Accepting that the only way to bring about the end of animal farming is by giving humans what they desire, because as Reese argues – “As humanity gains unprecedented technological power such as a deep understanding of cell and tissue biology, we will be able to create meat, dairy, eggs, leather, and other products without the metabolic waste of biological processes like movement and brainpower.” and that: “The system’s fundamental inefficiency will end animal farming one day, regardless of our concern for animals, the environment, or human health” – is obviously not really challenging the confines of humans’ moral circle, not to mention breaking them as we should, and it is perpetuating speciesism.
And don’t get this point wrong, again, this is not coming from moral purity. Had it truly been the only option, and had it truly been a certain option, an inclusive option that could have solved all of humans’ caused suffering, and forever, then we would agree this should be the way to go. But considering that it is not the only option, that it is not certain, that it is not inclusive, that it is not forever, and far from being able to solve all the suffering humans are causing, this is not a desirable solution, but a cruel and speciesist compromise. And this cruel and speciesist compromise has and would have dire consequences, on the animals exploited as part of animal farming, and as we’ll mention later, on various other dimensions.

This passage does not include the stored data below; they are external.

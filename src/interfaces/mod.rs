//! # External Interfaces
//!
//! Narrow traits for the collaborators activities talk to (the person
//! registering and the notification transport) with in-process
//! implementations.

pub mod notification;
pub mod user_input;

pub use notification::{
    InMemoryNotificationService, NotificationError, NotificationResult, NotificationService,
    Protocol, PublishedMessage, Subscription, SubscriptionRef, SubscriptionStatus,
};
pub use user_input::{ConsoleUserInput, ScriptedUserInput, UserInput, CANCEL_COMMAND};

Starting with animals exploited as part of animal farming.
Reese predicts that animal farming would end at about 2100. That is according to many, a very optimistic prediction considering the human race. But even if it happens to be so, in the 80 years until then, based on the number of victims of animal farming nowadays (not including fishing), and considering that some of it would gradually decline along the years on the one hand, while the human population would increase, and that animal consumption would increase in many developing countries in the following decades on the other hand, and it is probable that about12 trillion, that is 12,000 billion nonhuman animals would be tortured by humans, in farms alone, not including fishing, and not including every other way that humans are hurting nonhumans. And that immense number is according to the rather optimistic prediction…

Reese argues that he doesn’t want to treat animals any different than humans, but would he accept similar activistic methods as the ones he suggested along the book in case tomorrow morning about 8 billion creatures from another planet would land here, imprison all humans, rapidly and intensively breed them in farms to the point that there are over one hundred billion farmed humans more than ten times the number of the creatures from the other planet, at every moment? I doubt that in such a case he would suggest waiting for all the aliens to realize that there are better, more efficient ways to achieve what they desire rather than exploiting humans.

It is speciesist to focus on trying to give humans what they desire so that hopefully, maybe, someday in the future, it would reduce only some of the suffering they are causing, and it is speciesist to suggest waiting so that hopefully, maybe, someday in the future, humanity will be willing to settle for these options.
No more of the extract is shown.